6.4 Termination of Obligations. In the event of termination
pursuant to Section 6, all obligations of the Bank under this Agreement shall
terminate as of the date indicated, but vested rights of the parties hereunder
shall not be affected.
7. Termination by the Executive
7.1 Termination by the Executive for Good Reason. The Executive
shall be entitled to terminate his employment hereunder for Good Reason (as
defined in Section 7.4) effective immediately by giving written notice to the
Board of Directors. Upon any such termination, the Executive shall be entitled
to receive the benefits set forth in Section 10.
7.2 Other Voluntary Termination by the Executive. During the Term
of Employment, the Executive may effect, upon sixty (60) days prior written
notice to the Bank, a Voluntary Termination of his employment hereunder and
thereupon the Term of Employment (if not already expired) shall end. A
"Voluntary Termination" shall mean a termination of employment by the Executive
on his own initiative other than (a) a termination due to death or becoming
Disabled (as defined in Section 12), (b) a termination for Good Reason, (c) a
termination due to Retirement (as defined in Section 7.3), or (d) a termination
as a result of the normal expiration of the full Term of Employment. If, during
the Term of Employment, the Executive's employment is so terminated due to
Voluntary Termination, the Term of Employment shall thereupon end and the
Executive shall be entitled to (i) continuation of the Executive's medical
benefits at the level in effect on, and at the same out-of-pocket cost to the
Executive as of, the date of termination for the six month period following the
termination of the Executive's employment due to Voluntary Termination and (ii)
any other compensation and benefits as may be provided in accordance with the
terms and provisions of any applicable plans and programs, if any, of the Bank.
Such medical benefits shall be deemed to have been provided under the provisions
of COBRA.
7.3 Termination Due to Retirement."Retirement" means the
termination of the Executive's employment with the Bank for any reason by the
Executive at any time after the Executive attains "Retirement Age" (as
hereinafter defined). "Retirement Age" shall mean the earliest to occur of (X)
age 65, (Y) (if applicable) any lesser age at which the Executive is entitled to
retire from the Employers and receive retirement benefits under the Employers'
qualified pension plan, and (Z) an age of 62 or greater at which the Employers
permit the Executive to retire. The Executive may terminate the Executive's
employment hereunder due to Retirement upon thirty (30) days prior written
notice to the Bank.

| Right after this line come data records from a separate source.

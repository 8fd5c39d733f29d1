// tests/invocations.rs

use vagrantfab::errors::FabError;
use vagrantfab::parse_invocations;
use vagrantfab::tasks::{Invocation, builtin_registry};

fn raw(items: &[&str]) -> Vec<String> {
    items.iter().map(|s| s.to_string()).collect()
}

#[test]
fn several_tasks_parse_in_order() {
    let registry = builtin_registry();
    let invocations = parse_invocations(
        &registry,
        &raw(&["init:blog", "git_commit:comment=second", "serve"]),
    )
    .unwrap();

    assert_eq!(
        invocations,
        vec![
            Invocation::new("init").positional("blog"),
            Invocation::new("git_commit").keyword("comment", "second"),
            Invocation::new("serve"),
        ]
    );
}

#[test]
fn no_tasks_is_an_error() {
    let registry = builtin_registry();
    assert!(matches!(
        parse_invocations(&registry, &[]),
        Err(FabError::InvalidInvocation(msg)) if msg.contains("--list")
    ));
}

#[test]
fn a_bad_later_task_is_caught_up_front() {
    let registry = builtin_registry();

    let unknown = parse_invocations(&registry, &raw(&["init:blog", "deploy"]));
    assert!(matches!(unknown, Err(FabError::TaskNotFound(name)) if name == "deploy"));

    let bad_keyword = parse_invocations(&registry, &raw(&["serve", "git_add:path=src"]));
    assert!(matches!(bad_keyword, Err(FabError::InvalidInvocation(msg)) if msg.contains("path")));

    let too_many = parse_invocations(&registry, &raw(&["build:blog"]));
    assert!(matches!(too_many, Err(FabError::InvalidInvocation(_))));
}
// src/tasks/invocation.rs

//! Parsing of command-line task invocations.
//!
//! Syntax is `name` or `name:arg,arg,...` where each `arg` is either a
//! positional `value` or a keyword `key=value`. `\,`, `\=` and `\\` produce a
//! literal comma, equals sign or backslash; any other backslash is kept as is.

use std::fmt;
use std::str::FromStr;

use crate::errors::FabError;

/// One argument of an invocation.
#[derive(Debug, Clone, PartialEq, Eq)]
pub enum Arg {
    Positional(String),
    Keyword(String, String),
}

/// A task name plus the arguments it was invoked with.
#[derive(Debug, Clone, PartialEq, Eq)]
pub struct Invocation {
    pub task: String,
    pub args: Vec<Arg>,
}

impl Invocation {
    pub fn new(task: impl Into<String>) -> Self {
        Self {
            task: task.into(),
            args: Vec::new(),
        }
    }

    pub fn positional(mut self, value: impl Into<String>) -> Self {
        self.args.push(Arg::Positional(value.into()));
        self
    }

    pub fn keyword(mut self, key: impl Into<String>, value: impl Into<String>) -> Self {
        self.args.push(Arg::Keyword(key.into(), value.into()));
        self
    }
}

impl FromStr for Invocation {
    type Err = FabError;

    fn from_str(s: &str) -> Result<Self, Self::Err> {
        let (task, rest) = match s.split_once(':') {
            Some((task, rest)) => (task, Some(rest)),
            None => (s, None),
        };

        let task = task.trim();
        if task.is_empty() {
            return Err(FabError::InvalidInvocation(format!(
                "missing task name in '{s}'"
            )));
        }

        let args = match rest {
            Some(rest) if !rest.is_empty() => parse_args(rest)?,
            _ => Vec::new(),
        };

        Ok(Self {
            task: task.to_string(),
            args,
        })
    }
}

fn parse_args(input: &str) -> Result<Vec<Arg>, FabError> {
    let mut args = Vec::new();
    let mut key: Option<String> = None;
    let mut current = String::new();
    let mut chars = input.chars().peekable();

    while let Some(c) = chars.next() {
        match c {
            '\\' if matches!(chars.peek(), Some(',' | '=' | '\\')) => {
                if let Some(escaped) = chars.next() {
                    current.push(escaped);
                }
            }
            '=' if key.is_none() => {
                key = Some(std::mem::take(&mut current));
            }
            ',' => {
                args.push(finish_arg(key.take(), std::mem::take(&mut current))?);
            }
            _ => current.push(c),
        }
    }
    args.push(finish_arg(key, current)?);

    Ok(args)
}

fn finish_arg(key: Option<String>, value: String) -> Result<Arg, FabError> {
    match key {
        Some(key) if key.is_empty() => Err(FabError::InvalidInvocation(format!(
            "keyword argument '={value}' has an empty name"
        ))),
        Some(key) => Ok(Arg::Keyword(key, value)),
        None => Ok(Arg::Positional(value)),
    }
}

impl fmt::Display for Invocation {
    fn fmt(&self, f: &mut fmt::Formatter<'_>) -> fmt::Result {
        write!(f, "{}", self.task)?;
        for (i, arg) in self.args.iter().enumerate() {
            f.write_str(if i == 0 { ":" } else { "," })?;
            match arg {
                Arg::Positional(v) => write!(f, "{}", escape(v))?,
                Arg::Keyword(k, v) => write!(f, "{}={}", escape(k), escape(v))?,
            }
        }
        Ok(())
    }
}

fn escape(s: &str) -> String {
    s.replace('\\', "\\\\")
        .replace(',', "\\,")
        .replace('=', "\\=")
}
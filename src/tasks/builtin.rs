// src/tasks/builtin.rs

//! The provisioning tasks: local git/file chores, remote Django commands,
//! and the composites that chain them.

use std::path::PathBuf;

use crate::config::{PLACEHOLDER_TOKEN, SEED_SETTINGS};
use crate::errors::Result;
use crate::exec::Action;
use crate::exec::shell::double_quote;
use crate::tasks::registry::{TaskRegistry, TaskSpec};
use crate::tasks::{
    ContextSetup, Param, RenderFn, Sequence, Step, StepArg, TaskBody, TaskCall,
};

/// Lines `update_gitignore` appends, in order.
pub const GITIGNORE_ADDITIONS: [&str; 2] = [".vagrant/", ".idea/"];

/// Build the registry of every provisioning task.
pub fn builtin_registry() -> TaskRegistry {
    let mut registry = TaskRegistry::new();

    // Local tasks.
    registry
        .register(leaf("rm_git", "Remove old repo.", vec![], rm_git))
        .register(leaf("git_init", "Initialise a git repository.", vec![], git_init))
        .register(leaf(
            "git_add",
            "Add files to the git index.",
            vec![Param::new("file_path", ".")],
            git_add,
        ))
        .register(leaf(
            "git_commit",
            "Commit the git index.",
            vec![Param::new("comment", "")],
            git_commit,
        ))
        .register(leaf(
            "update_gitignore",
            "Add vagrant and IDE files to .gitignore.",
            vec![],
            update_gitignore,
        ))
        .register(leaf(
            "update_fab",
            "Replace the project name placeholder in the settings file.",
            vec![],
            update_fab,
        ))
        .register(leaf(
            "pre_init",
            "Remove the template's README.md and .gitignore.",
            vec![],
            pre_init,
        ));

    // Remote tasks.
    registry
        .register(leaf("install_django", "Install django.", vec![], install_django))
        .register(leaf(
            "install_twoscoops",
            "Create the project from the twoscoops template.",
            vec![Param::new("command", "icecream")],
            install_twoscoops,
        ))
        .register(leaf(
            "requirements",
            "Install python requirements.",
            vec![],
            requirements,
        ))
        .register(leaf("syncdb", "Run syncdb.", vec![], syncdb))
        .register(leaf("migrate", "Run migrate.", vec![], migrate))
        .register(leaf("runserver", "Run the dev server.", vec![], runserver))
        .register(leaf("filldb", "Fill the database with test data.", vec![], filldb));

    // Composite tasks.
    registry
        .register(TaskSpec {
            name: "init",
            doc: "Init project with the given project name.",
            params: vec![Param::new("project_name", "")],
            body: TaskBody::Sequence(Sequence {
                setup: Some(ContextSetup::FromParam("project_name")),
                steps: vec![
                    Step::new("pre_init"),
                    Step::new("install_django"),
                    Step::new("install_twoscoops").arg(StepArg::ProjectName),
                    Step::new("requirements"),
                    Step::new("syncdb"),
                    Step::new("migrate"),
                    Step::new("post_init"),
                ],
            }),
        })
        .register(TaskSpec {
            name: "post_init",
            doc: "Turn the fresh project into its own git repository.",
            params: vec![],
            body: TaskBody::Sequence(Sequence {
                setup: None,
                steps: vec![
                    Step::new("update_fab"),
                    Step::new("update_gitignore"),
                    Step::new("rm_git"),
                    Step::new("git_init"),
                    Step::new("git_add"),
                    Step::new("git_commit").arg(StepArg::literal("Initial commit")),
                ],
            }),
        })
        .register(from_settings(
            "build",
            "Build project.",
            &["requirements", "syncdb", "migrate", "filldb"],
        ))
        .register(from_settings(
            "update",
            "Update project.",
            &["requirements", "syncdb", "migrate"],
        ))
        .register(from_settings("serve", "Start the dev server.", &["runserver"]));

    registry
}

fn leaf(
    name: &'static str,
    doc: &'static str,
    params: Vec<Param>,
    render: RenderFn,
) -> TaskSpec {
    TaskSpec {
        name,
        doc,
        params,
        body: TaskBody::Actions(render),
    }
}

/// Composite without parameters whose project name comes from the settings.
fn from_settings(name: &'static str, doc: &'static str, steps: &[&'static str]) -> TaskSpec {
    TaskSpec {
        name,
        doc,
        params: vec![],
        body: TaskBody::Sequence(Sequence {
            setup: Some(ContextSetup::FromSettings),
            steps: steps.iter().copied().map(Step::new).collect(),
        }),
    }
}

fn rm_git(call: &TaskCall<'_>) -> Result<Vec<Action>> {
    Ok(vec![call.local("rm -rf .git/")])
}

fn git_init(call: &TaskCall<'_>) -> Result<Vec<Action>> {
    Ok(vec![call.local("git init")])
}

fn git_add(call: &TaskCall<'_>) -> Result<Vec<Action>> {
    Ok(vec![call.local(format!("git add {}", call.arg("file_path")))])
}

fn git_commit(call: &TaskCall<'_>) -> Result<Vec<Action>> {
    Ok(vec![call.local(format!(
        "git commit -m {}",
        double_quote(call.arg("comment"))
    ))])
}

fn update_gitignore(_call: &TaskCall<'_>) -> Result<Vec<Action>> {
    Ok(vec![Action::AppendLines {
        path: PathBuf::from(".gitignore"),
        lines: GITIGNORE_ADDITIONS.iter().map(|l| l.to_string()).collect(),
    }])
}

fn update_fab(call: &TaskCall<'_>) -> Result<Vec<Action>> {
    Ok(vec![Action::ReplaceToken {
        path: call.settings.source.clone(),
        token: PLACEHOLDER_TOKEN.to_string(),
        value: call.ctx.project_name()?.to_string(),
        seed: Some(SEED_SETTINGS.to_string()),
    }])
}

fn pre_init(call: &TaskCall<'_>) -> Result<Vec<Action>> {
    Ok(vec![call.local("rm README.md"), call.local("rm .gitignore")])
}

fn install_django(call: &TaskCall<'_>) -> Result<Vec<Action>> {
    Ok(vec![call.remote("sudo pip install django")])
}

fn install_twoscoops(call: &TaskCall<'_>) -> Result<Vec<Action>> {
    Ok(vec![call.remote(format!(
        "django-admin.py startproject --template={} --extension=py,rst,html {} {}",
        call.settings.project.template,
        call.arg("command"),
        call.settings.target.path,
    ))])
}

fn requirements(call: &TaskCall<'_>) -> Result<Vec<Action>> {
    Ok(vec![call.remote("sudo pip install -r requirements/local.txt")])
}

/// `python <project>/manage.py <subcommand>` on the VM.
fn manage(call: &TaskCall<'_>, subcommand: &str) -> Result<Vec<Action>> {
    let project = call.ctx.project_name()?;
    Ok(vec![call.remote(format!("python {project}/manage.py {subcommand}"))])
}

fn syncdb(call: &TaskCall<'_>) -> Result<Vec<Action>> {
    manage(call, "syncdb --all --noinput")
}

fn migrate(call: &TaskCall<'_>) -> Result<Vec<Action>> {
    manage(call, "migrate --fake")
}

fn runserver(call: &TaskCall<'_>) -> Result<Vec<Action>> {
    manage(call, "runserver 0.0.0.0:8000")
}

fn filldb(call: &TaskCall<'_>) -> Result<Vec<Action>> {
    manage(call, "filldb")
}
// tests/fail_fast.rs

use vagrantfab::config::Settings;
use vagrantfab::context::ExecutionContext;
use vagrantfab::errors::FabError;
use vagrantfab::runner::Runner;
use vagrantfab::tasks::{Invocation, TaskRegistry, builtin_registry};
use vagrantfab_test_utils::{RecordingBackend, init_tracing};

/// Context with a project name, so `post_init` can also run on its own.
fn seeded_context() -> ExecutionContext {
    let mut ctx = ExecutionContext::new();
    ctx.project_name = Some("blog".into());
    ctx
}

/// Number of actions a clean run of `invocation` issues.
fn action_count(registry: &TaskRegistry, settings: &Settings, invocation: &Invocation) -> usize {
    let mut ctx = seeded_context();
    let mut runner = Runner::new(registry, settings, RecordingBackend::new());
    runner.run(&mut ctx, invocation).unwrap();
    runner.backend().recorded.len()
}

fn assert_stops_at_every_position(invocation: Invocation) {
    init_tracing();
    let registry = builtin_registry();
    let settings = Settings::default();
    let total = action_count(&registry, &settings, &invocation);
    assert!(total > 0);

    for position in 0..total {
        let mut ctx = seeded_context();
        let mut runner = Runner::new(&registry, &settings, RecordingBackend::failing_at(position));

        let err = runner.run(&mut ctx, &invocation).unwrap_err();

        assert!(
            matches!(err, FabError::CommandFailed { exit_code: 1, .. }),
            "{invocation} at {position}: {err:?}"
        );
        // The failing action was issued; nothing after it was.
        assert_eq!(
            runner.backend().recorded.len(),
            position + 1,
            "{invocation} kept going after failure at {position}"
        );
        // The failing task is the last one started.
        let failed_task = &runner.backend().recorded[position].task;
        assert_eq!(&runner.history().last().unwrap().task, failed_task);
        // The directory scope was unwound on the way out.
        assert_eq!(ctx.working_directory(), None);
    }
}

#[test]
fn init_stops_at_first_failure() {
    assert_stops_at_every_position(Invocation::new("init").positional("blog"));
}

#[test]
fn post_init_stops_at_first_failure() {
    assert_stops_at_every_position(Invocation::new("post_init"));
}

#[test]
fn build_stops_at_first_failure() {
    assert_stops_at_every_position(Invocation::new("build"));
}

#[test]
fn update_stops_at_first_failure() {
    assert_stops_at_every_position(Invocation::new("update"));
}

#[test]
fn serve_stops_at_first_failure() {
    assert_stops_at_every_position(Invocation::new("serve"));
}

#[test]
fn failure_in_pre_init_skips_second_removal() {
    let registry = builtin_registry();
    let settings = Settings::default();
    let mut ctx = ExecutionContext::new();
    let mut runner = Runner::new(&registry, &settings, RecordingBackend::failing_at(0));

    let err = runner
        .run(&mut ctx, &Invocation::new("init").positional("blog"))
        .unwrap_err();

    assert_eq!(runner.backend().commands(), ["rm README.md"]);
    assert_eq!(
        err.to_string(),
        "local() encountered an error (return code 1) while executing 'rm README.md' in task 'pre_init'"
    );
}

#[test]
fn failed_edit_is_reported_by_operation() {
    let registry = builtin_registry();
    let settings = Settings::default();
    let mut ctx = ExecutionContext::new();
    ctx.project_name = Some("blog".into());
    // post_init: update_fab is the first action.
    let mut runner = Runner::new(&registry, &settings, RecordingBackend::failing_at(0));

    let err = runner.run(&mut ctx, &Invocation::new("post_init")).unwrap_err();

    match err {
        FabError::CommandFailed { task, operation, .. } => {
            assert_eq!(task, "update_fab");
            assert_eq!(operation, "sed");
        }
        other => panic!("expected CommandFailed, got {other:?}"),
    }
}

If, during the Term of Employment, the Executive's
employment is so terminated due to Retirement, the Term of Employment shall
thereupon end and the Executive shall be entitled to (i) continuation of the
Executive's medical benefits at the level in effect on, and at the same
out-of-pocket cost to the Executive as of, the date of termination for the
one-year period following the termination of the Executive's employment due to
Retirement (or, if such continuation is not permitted by applicable law or if
the Board so determines in its sole discretion, the Bank shall provide the
economic equivalent in lieu thereof), and (ii) any other compensation and
benefits as may be provided in accordance with the terms and provisions of any
applicable plans and programs, if any, of the Bank. Such medical benefits shall
be deemed to have been provided under the provisions of COBRA.

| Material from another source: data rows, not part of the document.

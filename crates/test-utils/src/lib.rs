pub mod recording;

use std::sync::Once;
use tracing_subscriber::{EnvFilter, fmt};

pub use recording::{Recorded, RecordingBackend};

static INIT: Once = Once::new();

/// Initialise tracing for tests.
///
/// - Uses `with_test_writer()`, so logs are captured per-test.
/// - The Rust test harness only prints captured output for **failing** tests
///   (unless you run with `-- --nocapture`).
///
/// Enable levels with e.g.:
/// `RUST_LOG=debug cargo test`
pub fn init_tracing() {
    INIT.call_once(|| {
        let filter =
            EnvFilter::try_from_default_env().unwrap_or_else(|_| EnvFilter::new("info"));

        fmt()
            .with_env_filter(filter)
            .with_test_writer() // print only for failing tests unless --nocapture
            .with_target(true)
            .init();
    });
}
// src/tasks/mod.rs

//! Task definitions.
//!
//! - [`invocation`] parses `name:arg,key=value` task invocations.
//! - [`registry`] maps task names to their parameter schema and body, and
//!   validates composite call graphs.
//! - [`builtin`] registers the provisioning tasks.

pub mod builtin;
pub mod invocation;
pub mod registry;

use std::collections::BTreeMap;

use crate::config::Settings;
use crate::context::ExecutionContext;
use crate::errors::Result;
use crate::exec::Action;
use crate::exec::shell::quote_arg;

pub use builtin::builtin_registry;
pub use invocation::{Arg, Invocation};
pub use registry::TaskRegistry;

/// A named task parameter and the value used when the caller omits it.
#[derive(Debug, Clone, PartialEq, Eq)]
pub struct Param {
    pub name: &'static str,
    pub default: &'static str,
}

impl Param {
    pub const fn new(name: &'static str, default: &'static str) -> Self {
        Self { name, default }
    }
}

/// Renders the actions of a leaf task from its call.
pub type RenderFn = fn(&TaskCall<'_>) -> Result<Vec<Action>>;

/// What a task does when invoked.
#[derive(Debug, Clone)]
pub enum TaskBody {
    /// Leaf task: renders local/remote commands or file edits.
    Actions(RenderFn),

    /// Composite task: runs other tasks in order.
    Sequence(Sequence),
}

/// Body of a composite task.
#[derive(Debug, Clone)]
pub struct Sequence {
    /// How to configure the context before the steps run. `None` keeps the
    /// caller's context and does not enter a directory scope.
    pub setup: Option<ContextSetup>,

    pub steps: Vec<Step>,
}

/// Where a composite task takes the project name from.
#[derive(Debug, Clone, PartialEq, Eq)]
pub enum ContextSetup {
    /// The value bound to this parameter of the composite task.
    FromParam(&'static str),

    /// `[project].name` from the settings; the placeholder token until the
    /// settings file has been rewritten by `update_fab`.
    FromSettings,
}

/// One entry of a composite task's ordered step list.
#[derive(Debug, Clone, PartialEq, Eq)]
pub struct Step {
    pub task: &'static str,
    pub args: Vec<StepArg>,
}

impl Step {
    pub fn new(task: &'static str) -> Self {
        Self {
            task,
            args: Vec::new(),
        }
    }

    pub fn arg(mut self, arg: StepArg) -> Self {
        self.args.push(arg);
        self
    }

    /// Resolve step arguments against the current context into positional
    /// invocation arguments.
    pub fn resolve_args(&self, ctx: &ExecutionContext) -> Result<Vec<Arg>> {
        self.args
            .iter()
            .map(|arg| match arg {
                StepArg::Literal(value) => Ok(Arg::Positional(value.clone())),
                StepArg::ProjectName => Ok(Arg::Positional(ctx.project_name()?.to_string())),
            })
            .collect()
    }
}

/// A positional argument passed by a composite step.
#[derive(Debug, Clone, PartialEq, Eq)]
pub enum StepArg {
    Literal(String),
    ProjectName,
}

impl StepArg {
    pub fn literal(value: impl Into<String>) -> Self {
        StepArg::Literal(value.into())
    }
}

/// Parameter values after binding an invocation against a task's schema.
///
/// Every declared parameter has a value: the caller's or the default.
#[derive(Debug, Clone, Default, PartialEq, Eq)]
pub struct BoundArgs {
    values: BTreeMap<&'static str, String>,
}

impl BoundArgs {
    pub(crate) fn insert(&mut self, name: &'static str, value: String) {
        self.values.insert(name, value);
    }

    /// Value of a declared parameter; empty for names the task does not have.
    pub fn get(&self, name: &str) -> &str {
        self.values.get(name).map(String::as_str).unwrap_or("")
    }
}

/// Everything a leaf task can read while rendering.
#[derive(Debug, Clone, Copy)]
pub struct TaskCall<'a> {
    pub ctx: &'a ExecutionContext,
    pub args: &'a BoundArgs,
    pub settings: &'a Settings,
}

impl TaskCall<'_> {
    pub fn arg(&self, name: &str) -> &str {
        self.args.get(name)
    }

    /// Local shell command; unaffected by the context's directory scope.
    pub fn local(&self, command: impl Into<String>) -> Action {
        Action::Local {
            command: command.into(),
        }
    }

    /// Remote shell command, prefixed with `cd <dir> && ` while a directory
    /// scope is active. Connects as the context's user, or the configured
    /// target user when no composite task has set one.
    pub fn remote(&self, command: impl AsRef<str>) -> Action {
        let command = command.as_ref();
        let command = match self.ctx.working_directory() {
            Some(dir) => format!("cd {} && {}", quote_arg(dir), command),
            None => command.to_string(),
        };
        let user = self
            .ctx
            .remote_user
            .clone()
            .unwrap_or_else(|| self.settings.target.user.clone());

        Action::Remote { user, command }
    }
}
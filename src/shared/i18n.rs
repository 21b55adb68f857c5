//! User-facing notification strings
//!
//! Every message shown through the host's notify toast lives here so the
//! orchestrator and plugin controller never hardcode text.

use serde::{Deserialize, Serialize};

#[derive(Debug, Clone, Copy, PartialEq, Eq, Serialize, Deserialize, Default)]
#[serde(rename_all = "lowercase")]
pub enum Locale {
    #[default]
    Ko,
    En,
}

#[derive(Debug, Clone, Copy, PartialEq, Eq)]
pub enum MessageKey {
    NoTextLayerSelected,
    ApiRequestFailed,
    ApiKeySaved,
    ApiKeySaveFailed,
    FontLoadFailed,
    ApplyFailed,
}

impl Locale {
    pub fn message(self, key: MessageKey) -> &'static str {
        match (self, key) {
            (Locale::Ko, MessageKey::NoTextLayerSelected) => {
                "선택된 텍스트 레이어가 없습니다. 번역할 텍스트 레이어를 선택하세요."
            }
            (Locale::Ko, MessageKey::ApiRequestFailed) => "API 요청에 문제가 있습니다.",
            (Locale::Ko, MessageKey::ApiKeySaved) => "API KEY가 저장되었습니다.",
            (Locale::Ko, MessageKey::ApiKeySaveFailed) => "API KEY 저장에 문제가 있습니다.",
            (Locale::Ko, MessageKey::FontLoadFailed) => "폰트를 불러오지 못했습니다.",
            (Locale::Ko, MessageKey::ApplyFailed) => "번역 결과를 적용하지 못했습니다.",

            (Locale::En, MessageKey::NoTextLayerSelected) => {
                "No text layer selected. Select the text layers to translate."
            }
            (Locale::En, MessageKey::ApiRequestFailed) => "The translation API request failed.",
            (Locale::En, MessageKey::ApiKeySaved) => "API key saved.",
            (Locale::En, MessageKey::ApiKeySaveFailed) => "Failed to save the API key.",
            (Locale::En, MessageKey::FontLoadFailed) => "Failed to load fonts.",
            (Locale::En, MessageKey::ApplyFailed) => "Failed to apply the translation.",
        }
    }

    /// Message followed by the error detail on its own line, e.g.
    /// `"API 요청에 문제가 있습니다.\n(403 Forbidden)"`.
    pub fn message_with_detail(self, key: MessageKey, detail: impl std::fmt::Display) -> String {
        format!("{}\n({})", self.message(key), detail)
    }
}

7.4 Good Reason. For purposes of this Agreement, the term "Good
Reason" shall
5
mean any of the following:
(a) the failure of the Board of Directors of the Bank to elect
the Executive to the office of President and Chief Executive Officer,
or to continue the Executive in such offices;
(b) the failure by the Bank to comply with the provisions of
Section 3.1;
(c) any failure by the Bank to timely pay the amounts (other than
base salary) or provide the benefits described in this Agreement, other
than an isolated failure not occurring in bad faith and which is
remedied promptly after receipt of written notice thereof given by
Executive;
(d) any action by the Bank which results in a diminution in the
Executive's authority;
(e) there occurs any reduction of base salary or material
reduction in other benefits or any material change by the Bank to the
Executive's function, duties, or responsibilities in effect on the date
hereof or as set forth in this Agreement, which change would cause the
Executive's position with the Bank to become one of lesser
responsibility, importance, or scope from the position and attributes
thereof in effect on the date hereof or as set forth in this Agreement
(and any such material change shall be deemed a continuing breach of
this Agreement);
(f) a material breach by the Bank of any of the provisions of
this Agreement which failure or breach shall have continued for thirty
(30) days after written notice from the Executive to the Bank
specifying the nature of such failure or breach; and
(g) a determination by the Board not to continue to extend the
term of this Agreement as provided in Section 2.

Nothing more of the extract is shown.